The likelihood of reaching 2% inflation target in about 2 years is rising.
Some big firms are benefiting from weaker Yen.
Prolonged Yen weakness could have various impacts including on wages and prices.
Those factors will have to be taken into account when deciding monetary policy.
BoJ will cautiously monitor the likelihood of achieving 2% trend inflation.
Cannot say whether there will be another rate hike this year.
Unexpected strength in the US economy is one of the reasons behind Yen’s weakness.
It is natural for the BoJ to respond if wage hikes, labour shortages intensify and increase price pressure.
Market reaction
At the press time, USD/JPY is consolidating its bounce near 154.30, still down 0.06% on a daily basis.
Bank of Japan FAQs
The Bank of Japan (BoJ) is the Japanese central bank, which sets monetary policy in the country. Its mandate is to issue banknotes and carry out currency and monetary control to ensure price stability, which means an inflation target of around 2%.

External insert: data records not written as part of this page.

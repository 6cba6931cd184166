//! Conway's Game of Life on a 4-connected grid, printed as ASCII.
//!
//! Run with `cargo run --example life -- [WIDTHxHEIGHT[:topology]] [generations] [seed]`.
//! Engine diagnostics go through `tracing`; set `RUST_LOG=weft_core=debug`
//! to see every committed transition.

use std::error::Error;
use std::sync::Arc;

use tracing_subscriber::EnvFilter;
use weft::prelude::*;
use weft_test_utils::run_generation;

fn render(grid: &Grid<CellState>) -> String {
    let mut out = String::with_capacity(grid.len() + grid.height());
    for row in grid.rows() {
        out.extend(row.iter().map(|s| if s.is_alive() { '#' } else { '.' }));
        out.push('\n');
    }
    out
}

fn main() -> Result<(), Box<dyn Error>> {
    tracing_subscriber::fmt()
        .with_env_filter(
            EnvFilter::try_from_default_env().unwrap_or_else(|_| EnvFilter::new("info")),
        )
        .init();

    let mut args = std::env::args().skip(1);
    let config: GridConfig = match args.next() {
        Some(shape) => shape.parse::<GridConfig>()?,
        None => GridConfig::new(32, 16, Topology::Torus),
    };
    let generations: usize = args.next().map(|g| g.parse::<usize>()).transpose()?.unwrap_or(8);
    let seed: u64 = args.next().map(|s| s.parse::<u64>()).transpose()?.unwrap_or(42);

    let mut grid = config
        .builder::<CellState>()?
        .behavior(conway_factory())
        .sink(Arc::new(TracingSink))
        .build()?;
    let alive = Soup::new(0.4, seed)?.fill(&mut grid)?;
    tracing::info!(%config, seed, alive, "seeded");

    for generation in 0..=generations {
        if generation > 0 {
            run_generation(&mut grid)?;
        }
        let alive = grid.snapshot().iter().filter(|s| s.is_alive()).count();
        println!("generation {generation} ({alive} alive)");
        print!("{}", render(&grid));
    }
    Ok(())
}
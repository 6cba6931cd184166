//! Conway's Game of Life.
//!
//! Each tick a cell counts its live neighbours, classifies that count into
//! an [`Environment`], and stages its next [`CellState`]:
//!
//! | neighbours alive | environment | dead cell | live cell |
//! |------------------|-------------|-----------|-----------|
//! | 2                | Support     | stays dead | survives |
//! | 3                | Birth       | is born   | survives  |
//! | anything else    | Dead        | stays dead | dies     |
//!
//! The neighbourhood is whatever the grid subscribed, so on a 4-connected
//! grid the live-neighbour count ranges over 0..=4.

use std::fmt;

use weft_core::{Behavior, ExecError, StepContext};

/// State of one Conway cell.
#[derive(Clone, Copy, Debug, Default, PartialEq, Eq, Hash)]
pub enum CellState {
    /// Not alive. The initial state of every grid cell.
    #[default]
    Dead,
    /// Alive.
    Alive,
}

impl CellState {
    /// Whether the cell is alive.
    pub fn is_alive(self) -> bool {
        self == Self::Alive
    }

    /// The state after one tick in `environment`.
    pub fn next(self, environment: Environment) -> Self {
        match (self, environment) {
            (Self::Alive, Environment::Support | Environment::Birth) => Self::Alive,
            (Self::Dead, Environment::Birth) => Self::Alive,
            _ => Self::Dead,
        }
    }
}

impl From<bool> for CellState {
    fn from(alive: bool) -> Self {
        if alive {
            Self::Alive
        } else {
            Self::Dead
        }
    }
}

impl fmt::Display for CellState {
    fn fmt(&self, f: &mut fmt::Formatter<'_>) -> fmt::Result {
        f.write_str(match self {
            Self::Dead => "dead",
            Self::Alive => "alive",
        })
    }
}

/// Classification of a cell's neighbourhood.
#[derive(Clone, Copy, Debug, PartialEq, Eq, Hash)]
pub enum Environment {
    /// Too few or too many live neighbours.
    Dead,
    /// Exactly two live neighbours: a live cell survives.
    Support,
    /// Exactly three live neighbours: a dead cell is born, a live one survives.
    Birth,
}

impl Environment {
    /// Classify a live-neighbour count.
    pub fn classify(alive: usize) -> Self {
        match alive {
            2 => Self::Support,
            3 => Self::Birth,
            _ => Self::Dead,
        }
    }
}

/// The Conway rule as a cell behaviour.
#[derive(Clone, Copy, Debug, Default, PartialEq, Eq)]
pub struct Conway;

impl Behavior<CellState> for Conway {
    fn name(&self) -> &str {
        "conway"
    }

    fn exec(&self, ctx: &mut StepContext<'_, CellState>) -> Result<(), ExecError> {
        let cell = ctx.cell();
        let alive = ctx
            .neighbor_values()
            .map_err(|reason| ExecError::EnvironmentCollection { cell, reason })?
            .into_iter()
            .filter(|s| s.is_alive())
            .count();
        let environment = Environment::classify(alive);
        let current = ctx
            .current()
            .map_err(|reason| ExecError::OwnState { cell, reason })?;
        ctx.stage(current.next(environment));
        Ok(())
    }
}

/// A grid factory that gives every cell a [`Conway`] behaviour.
///
/// ```
/// use weft_grid::{Grid, Topology};
/// use weft_rules::{conway_factory, CellState};
///
/// let grid = Grid::<CellState>::builder(4, 4)
///     .topology(Topology::Torus)
///     .behavior(conway_factory())
///     .build()
///     .unwrap();
/// assert_eq!(grid.cell(0, 0).unwrap().executor().name(), "conway");
/// ```
pub fn conway_factory() -> impl FnMut(usize, usize, usize, usize) -> Box<dyn Behavior<CellState>> {
    |_, _, _, _| -> Box<dyn Behavior<CellState>> { Box::new(Conway) }
}
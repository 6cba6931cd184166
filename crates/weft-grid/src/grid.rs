//! Rectangular grids of cells.

use std::fmt;
use std::mem;
use std::sync::Arc;

use weft_core::{
    Behavior, Cell, CellError, CellId, DiagnosticSink, ExecError, Idle, Mesh, NullSink,
};

use crate::error::GridError;
use crate::topology::{self, Topology};

/// Per-cell behaviour factory: `(row, col, height, width) -> behaviour`.
///
/// Called once per cell, in row-major order, while the grid is built.
pub type BehaviorFactory<T> = Box<dyn FnMut(usize, usize, usize, usize) -> Box<dyn Behavior<T>>>;

/// Cell count of a `width x height` grid of `T`, or `None` if it does not
/// fit the signed offset range or exceeds what a `Vec` can address.
pub(crate) fn cell_count<T>(width: usize, height: usize) -> Option<usize> {
    let max = isize::MAX as usize / mem::size_of::<Cell<T>>().max(1);
    width
        .checked_mul(height)
        .filter(|&n| i64::try_from(n).is_ok() && n <= max)
}

/// A `width x height` mesh wired under a [`Topology`].
///
/// Cell `(row, col)` lives at [`CellId`] `col + row * width`. The set of
/// cells is fixed at build time.
///
/// # Examples
///
/// ```
/// use weft_grid::{Grid, Topology};
///
/// let grid: Grid<u8> = Grid::build(3, 3, Topology::Raw).unwrap();
/// let center = grid.cell(1, 1).unwrap();
/// assert_eq!(center.neighborhood().size(), 4);
/// assert_eq!(grid.mesh().subscription_count(), 24);
/// ```
pub struct Grid<T> {
    mesh: Mesh<T>,
    width: usize,
    height: usize,
    topology: Topology,
}

/// Builder for [`Grid`].
///
/// Defaults: [`Topology::Raw`], [`Idle`] behaviour everywhere, [`NullSink`].
pub struct GridBuilder<T> {
    width: usize,
    height: usize,
    topology: Topology,
    factory: Option<BehaviorFactory<T>>,
    sink: Arc<dyn DiagnosticSink>,
}

impl<T> GridBuilder<T> {
    /// Set the topology.
    pub fn topology(mut self, topology: Topology) -> Self {
        self.topology = topology;
        self
    }

    /// Set the per-cell behaviour factory.
    pub fn behavior<F>(mut self, factory: F) -> Self
    where
        F: FnMut(usize, usize, usize, usize) -> Box<dyn Behavior<T>> + 'static,
    {
        self.factory = Some(Box::new(factory));
        self
    }

    /// Set the diagnostic sink the grid's mesh reports to.
    pub fn sink(mut self, sink: Arc<dyn DiagnosticSink>) -> Self {
        self.sink = sink;
        self
    }
}

impl<T: Default> GridBuilder<T> {
    /// Build the grid.
    ///
    /// Cells are allocated row-major with `T::default()`, the mesh is
    /// validated, then every cell is subscribed to its resolved neighbours
    /// in up, down, left, right order.
    pub fn build(self) -> Result<Grid<T>, GridError> {
        let Self {
            width,
            height,
            topology,
            mut factory,
            sink,
        } = self;

        if width == 0 || height == 0 {
            return Err(GridError::EmptyGrid { width, height });
        }
        let too_large = GridError::DimensionTooLarge { width, height };
        let count = cell_count::<T>(width, height).ok_or_else(|| too_large.clone())?;

        let mut mesh = Mesh::with_sink(sink);
        mesh.try_reserve(count).map_err(|_| too_large)?;
        for row in 0..height {
            for col in 0..width {
                let behavior: Box<dyn Behavior<T>> = match factory.as_mut() {
                    Some(f) => f(row, col, height, width),
                    None => Box::new(Idle),
                };
                mesh.insert(T::default(), behavior);
            }
        }
        mesh.validate()?;

        for row in 0..height {
            for col in 0..width {
                let id = CellId(topology::cell_index(row, col, width));
                for n in topology::neighbor_indices(row, col, width, height, topology) {
                    mesh.subscribe(id, CellId(n))?;
                }
            }
        }

        Ok(Grid {
            mesh,
            width,
            height,
            topology,
        })
    }
}

impl<T> Grid<T> {
    /// Start building a `width x height` grid.
    pub fn builder(width: usize, height: usize) -> GridBuilder<T> {
        GridBuilder {
            width,
            height,
            topology: Topology::Raw,
            factory: None,
            sink: Arc::new(NullSink),
        }
    }

    /// Grid width (number of columns).
    pub fn width(&self) -> usize {
        self.width
    }

    /// Grid height (number of rows).
    pub fn height(&self) -> usize {
        self.height
    }

    /// The topology the grid was wired under.
    pub fn topology(&self) -> Topology {
        self.topology
    }

    /// Number of cells, always `width * height`.
    pub fn len(&self) -> usize {
        self.mesh.len()
    }

    /// Always `false`: a built grid has at least one cell.
    pub fn is_empty(&self) -> bool {
        self.mesh.is_empty()
    }

    /// The underlying mesh.
    pub fn mesh(&self) -> &Mesh<T> {
        &self.mesh
    }

    /// Handle of `(row, col)`, or `None` if out of range.
    pub fn id(&self, row: usize, col: usize) -> Option<CellId> {
        (row < self.height && col < self.width)
            .then(|| CellId(topology::cell_index(row, col, self.width)))
    }

    /// `(row, col)` of a handle, or `None` if it is not a cell of this grid.
    pub fn coords(&self, id: CellId) -> Option<(usize, usize)> {
        self.mesh
            .contains(id)
            .then(|| topology::coords(id.index(), self.width))
    }

    /// Borrow the cell at `(row, col)`.
    pub fn cell(&self, row: usize, col: usize) -> Option<&Cell<T>> {
        self.id(row, col).and_then(|id| self.mesh.cell(id))
    }

    /// Mutably borrow the cell at `(row, col)`.
    pub fn cell_mut(&mut self, row: usize, col: usize) -> Option<&mut Cell<T>> {
        let id = self.id(row, col)?;
        self.mesh.cell_mut(id)
    }

    /// All handles, row-major.
    pub fn ids(&self) -> impl Iterator<Item = CellId> {
        self.mesh.ids()
    }

    /// Subscribe `neighbor` onto `cell`'s neighbourhood.
    pub fn subscribe(&mut self, cell: CellId, neighbor: CellId) -> Result<(), CellError> {
        self.mesh.subscribe(cell, neighbor)
    }

    /// Remove the first subscription of `neighbor` from `cell`.
    pub fn unsubscribe(&mut self, cell: CellId, neighbor: CellId) -> Result<bool, CellError> {
        self.mesh.unsubscribe(cell, neighbor)
    }

    /// Replace the behaviour of `id`. See [`Mesh::attach`].
    pub fn attach(
        &mut self,
        id: CellId,
        behavior: Box<dyn Behavior<T>>,
    ) -> Result<Box<dyn Behavior<T>>, CellError> {
        self.mesh.attach(id, behavior)
    }

    /// Re-run the mesh consistency check.
    pub fn validate(&self) -> Result<(), GridError> {
        Ok(self.mesh.validate()?)
    }

    fn checked_id(&self, row: usize, col: usize) -> Result<CellId, GridError> {
        self.id(row, col).ok_or(GridError::OutOfBounds {
            row,
            col,
            width: self.width,
            height: self.height,
        })
    }
}

impl<T: Default> Grid<T> {
    /// Build a grid of idle cells. Shorthand for the builder.
    pub fn build(width: usize, height: usize, topology: Topology) -> Result<Self, GridError> {
        Self::builder(width, height).topology(topology).build()
    }
}

impl<T: Clone> Grid<T> {
    /// Committed value at `(row, col)`.
    pub fn get(&self, row: usize, col: usize) -> Result<T, GridError> {
        let id = self.checked_id(row, col)?;
        Ok(self.mesh.get(id)?)
    }

    /// Committed values of every cell, row-major.
    pub fn snapshot(&self) -> Vec<T> {
        self.mesh.iter().map(|(_, c)| c.value().get()).collect()
    }

    /// Committed values grouped into rows.
    pub fn rows(&self) -> Vec<Vec<T>> {
        self.snapshot()
            .chunks(self.width)
            .map(<[T]>::to_vec)
            .collect()
    }
}

impl<T: Clone + fmt::Debug> Grid<T> {
    /// Compute step for one cell. See [`Mesh::exec`].
    pub fn exec(&mut self, id: CellId) -> Result<(), ExecError> {
        self.mesh.exec(id)
    }

    /// Commit step for one cell. See [`Mesh::commit`].
    pub fn commit(&mut self, id: CellId) -> Result<bool, CellError> {
        self.mesh.commit(id)
    }

    /// Seed `(row, col)` with `value`: stage and commit immediately.
    ///
    /// Meant for setting up state between generations. Calling it between
    /// the compute and commit passes discards that cell's proposal.
    pub fn set(&mut self, row: usize, col: usize, value: T) -> Result<(), GridError> {
        let id = self.checked_id(row, col)?;
        if let Some(cell) = self.mesh.cell_mut(id) {
            cell.value_mut().stage(value);
        }
        self.mesh.commit(id)?;
        Ok(())
    }
}

impl<T: fmt::Debug> fmt::Debug for Grid<T> {
    fn fmt(&self, f: &mut fmt::Formatter<'_>) -> fmt::Result {
        f.debug_struct("Grid")
            .field("width", &self.width)
            .field("height", &self.height)
            .field("topology", &self.topology)
            .field("mesh", &self.mesh)
            .finish()
    }
}

#[cfg(test)]
mod tests {
    use super::*;
    use weft_core::{from_fn, StepContext};

    #[test]
    fn zero_dimensions_rejected() {
        assert_eq!(
            Grid::<u8>::build(0, 3, Topology::Raw).err(),
            Some(GridError::EmptyGrid {
                width: 0,
                height: 3
            })
        );
        assert_eq!(
            Grid::<u8>::build(3, 0, Topology::Torus).err(),
            Some(GridError::EmptyGrid {
                width: 3,
                height: 0
            })
        );
    }

    #[test]
    fn overflowing_dimensions_rejected() {
        let err = Grid::<u8>::build(usize::MAX, 2, Topology::Raw).err();
        assert_eq!(
            err,
            Some(GridError::DimensionTooLarge {
                width: usize::MAX,
                height: 2
            })
        );
    }

    #[test]
    fn unallocatable_dimensions_rejected() {
        let side = 1usize << 31;
        assert_eq!(
            Grid::<u8>::build(side, side, Topology::Raw).err(),
            Some(GridError::DimensionTooLarge {
                width: side,
                height: side
            })
        );
        assert_eq!(cell_count::<u8>(side, side), None);
        assert_eq!(cell_count::<u8>(3, 4), Some(12));
    }

    #[test]
    fn ids_are_row_major() {
        let grid: Grid<u8> = Grid::build(4, 3, Topology::Raw).unwrap();
        assert_eq!(grid.len(), 12);
        assert_eq!(grid.id(0, 0), Some(CellId(0)));
        assert_eq!(grid.id(2, 3), Some(CellId(11)));
        assert_eq!(grid.id(3, 0), None);
        assert_eq!(grid.id(0, 4), None);
        assert_eq!(grid.coords(CellId(7)), Some((1, 3)));
        assert_eq!(grid.coords(CellId(12)), None);
    }

    #[test]
    fn neighbors_subscribed_in_order() {
        let grid: Grid<u8> = Grid::build(3, 3, Topology::Torus).unwrap();
        let n: Vec<_> = grid.cell(0, 0).unwrap().neighborhood().iter().collect();
        assert_eq!(n, vec![CellId(6), CellId(3), CellId(2), CellId(1)]);
    }

    #[test]
    fn factory_sees_coordinates_and_dimensions() {
        let grid = Grid::<usize>::builder(3, 2)
            .behavior(|row, col, height, width| {
                assert_eq!((height, width), (2, 3));
                let tag = col + row * width;
                Box::new(from_fn(
                    format!("tag-{tag}"),
                    move |ctx: &mut StepContext<'_, usize>| {
                        ctx.stage(tag);
                        Ok(())
                    },
                ))
            })
            .build()
            .unwrap();
        assert_eq!(grid.cell(1, 2).unwrap().executor().name(), "tag-5");
        for id in grid.ids() {
            assert_eq!(grid.mesh().cell(id).unwrap().executor().cell(), Ok(id));
        }
    }

    #[test]
    fn set_and_get() {
        let mut grid: Grid<i32> = Grid::build(2, 2, Topology::Raw).unwrap();
        grid.set(1, 0, 7).unwrap();
        assert_eq!(grid.get(1, 0), Ok(7));
        assert_eq!(grid.snapshot(), vec![0, 0, 7, 0]);
        assert_eq!(grid.rows(), vec![vec![0, 0], vec![7, 0]]);
        assert!(!grid.cell(1, 0).unwrap().value().is_staged());
    }

    #[test]
    fn out_of_bounds_access() {
        let mut grid: Grid<i32> = Grid::build(2, 2, Topology::Raw).unwrap();
        let oob = GridError::OutOfBounds {
            row: 2,
            col: 0,
            width: 2,
            height: 2,
        };
        assert_eq!(grid.get(2, 0), Err(oob.clone()));
        assert_eq!(grid.set(2, 0, 1), Err(oob));
        assert!(grid.cell(0, 2).is_none());
        assert!(grid.cell_mut(0, 2).is_none());
    }

    #[test]
    fn grid_survives_move() {
        let grid: Grid<u8> = Grid::build(5, 5, Topology::Torus).unwrap();
        let moved = vec![grid];
        assert_eq!(moved[0].validate(), Ok(()));
    }

    #[test]
    fn unsubscribe_restores_size() {
        let mut grid: Grid<u8> = Grid::build(3, 3, Topology::Raw).unwrap();
        let center = grid.id(1, 1).unwrap();
        let far = grid.id(2, 2).unwrap();
        grid.subscribe(center, far).unwrap();
        assert_eq!(grid.mesh().cell(center).unwrap().neighborhood().size(), 5);
        assert_eq!(grid.unsubscribe(center, far), Ok(true));
        assert_eq!(grid.mesh().cell(center).unwrap().neighborhood().size(), 4);
        assert_eq!(grid.unsubscribe(center, far), Ok(false));
    }
}
//! Two-pass generation driver.
//!
//! The core offers the compute and commit halves of a generation one cell
//! at a time. These helpers sequence them the only correct way: compute
//! every cell, then commit every cell. They stop at the first error, which
//! may leave some cells staged and others not.

use std::fmt;

use weft_core::{ExecError, Mesh};
use weft_grid::Grid;

/// Run one generation over every cell of `mesh`, in slot order.
///
/// Returns how many cells had a staged value applied.
pub fn run_mesh_generation<T: Clone + fmt::Debug>(mesh: &mut Mesh<T>) -> Result<usize, ExecError> {
    let ids: Vec<_> = mesh.ids().collect();
    for &id in &ids {
        mesh.exec(id)?;
    }
    let mut applied = 0;
    for &id in &ids {
        if mesh.commit(id)? {
            applied += 1;
        }
    }
    Ok(applied)
}

/// Run one generation over every cell of `grid`, row-major.
pub fn run_generation<T: Clone + fmt::Debug>(grid: &mut Grid<T>) -> Result<usize, ExecError> {
    let ids: Vec<_> = grid.ids().collect();
    for &id in &ids {
        grid.exec(id)?;
    }
    let mut applied = 0;
    for &id in &ids {
        if grid.commit(id)? {
            applied += 1;
        }
    }
    Ok(applied)
}

/// Run `generations` generations back to back.
pub fn run_generations<T: Clone + fmt::Debug>(
    grid: &mut Grid<T>,
    generations: usize,
) -> Result<(), ExecError> {
    for _ in 0..generations {
        run_generation(grid)?;
    }
    Ok(())
}
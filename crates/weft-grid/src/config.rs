//! Grid configuration and validation.
//!
//! [`GridConfig`] is plain data describing a grid's shape. It can be built
//! in code, or parsed from a compact `WIDTHxHEIGHT[:topology]` string for
//! drivers that take the shape on a command line.

use std::fmt;
use std::str::FromStr;

use crate::error::GridError;
use crate::grid::{cell_count, GridBuilder};
use crate::topology::Topology;
use crate::Grid;

// ── GridConfig ─────────────────────────────────────────────────────

/// Shape of a grid: dimensions and topology.
#[derive(Clone, Copy, Debug, PartialEq, Eq)]
pub struct GridConfig {
    /// Number of columns. Default: 64.
    pub width: usize,
    /// Number of rows. Default: 64.
    pub height: usize,
    /// Edge handling. Default: [`Topology::Torus`].
    pub topology: Topology,
}

impl Default for GridConfig {
    fn default() -> Self {
        Self {
            width: 64,
            height: 64,
            topology: Topology::Torus,
        }
    }
}

impl GridConfig {
    /// A config with the given shape.
    pub fn new(width: usize, height: usize, topology: Topology) -> Self {
        Self {
            width,
            height,
            topology,
        }
    }

    /// Number of cells the grid will hold, if the shape is valid.
    pub fn cell_count(&self) -> Option<usize> {
        self.width.checked_mul(self.height).filter(|&n| n > 0)
    }

    /// Check the shape without allocating anything.
    pub fn validate(&self) -> Result<(), GridError> {
        let (width, height) = (self.width, self.height);
        // 1. At least one cell.
        if width == 0 || height == 0 {
            return Err(GridError::EmptyGrid { width, height });
        }
        // 2. Cell count must fit signed offsets and an addressable arena
        //    of the smallest possible cell.
        match cell_count::<()>(width, height) {
            Some(_) => Ok(()),
            None => Err(GridError::DimensionTooLarge { width, height }),
        }
    }

    /// A validated builder for this shape.
    pub fn builder<T>(&self) -> Result<GridBuilder<T>, GridError> {
        self.validate()?;
        Ok(Grid::builder(self.width, self.height).topology(self.topology))
    }
}

impl fmt::Display for GridConfig {
    fn fmt(&self, f: &mut fmt::Formatter<'_>) -> fmt::Result {
        write!(f, "{}x{}:{}", self.width, self.height, self.topology)
    }
}

impl FromStr for GridConfig {
    type Err = GridError;

    /// Parse `WIDTHxHEIGHT` or `WIDTHxHEIGHT:topology`.
    ///
    /// The topology defaults to torus when omitted. The parsed shape is
    /// validated.
    fn from_str(s: &str) -> Result<Self, Self::Err> {
        let invalid = |reason: String| GridError::InvalidConfig { reason };
        let (dims, topology) = match s.trim().split_once(':') {
            Some((dims, t)) => (dims, t.parse::<Topology>()?),
            None => (s.trim(), Topology::Torus),
        };
        let (w, h) = dims
            .split_once(['x', 'X'])
            .ok_or_else(|| invalid(format!("expected WIDTHxHEIGHT, got '{dims}'")))?;
        let width = w
            .trim()
            .parse::<usize>()
            .map_err(|e| invalid(format!("width '{w}': {e}")))?;
        let height = h
            .trim()
            .parse::<usize>()
            .map_err(|e| invalid(format!("height '{h}': {e}")))?;
        let config = Self::new(width, height, topology);
        config.validate()?;
        Ok(config)
    }
}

The Bank of Japan has embarked in an ultra-loose monetary policy since 2013 in order to stimulate the economy and fuel inflation amid a low-inflationary environment. The bank’s policy is based on Quantitative and Qualitative Easing (QQE), or printing notes to buy assets such as government or corporate bonds to provide liquidity. In 2016, the bank doubled down on its strategy and further loosened policy by first introducing negative interest rates and then directly controlling the yield of its 10-year government bonds.
The Bank’s massive stimulus has caused the Yen to depreciate against its main currency peers. This process has exacerbated more recently due to an increasing policy divergence between the Bank of Japan and other main central banks, which have opted to increase interest rates sharply to fight decades-high levels of inflation. The BoJ’s policy of holding down rates has led to a widening differential with other currencies, dragging down the value of the Yen.
A weaker Yen and the spike in global energy prices have led to an increase in Japanese inflation, which has exceeded the BoJ’s 2% target. Still, the Bank judges that the sustainable and stable achievement of the 2% target has not yet come in sight, so any sudden change in the current policy looks unlikely.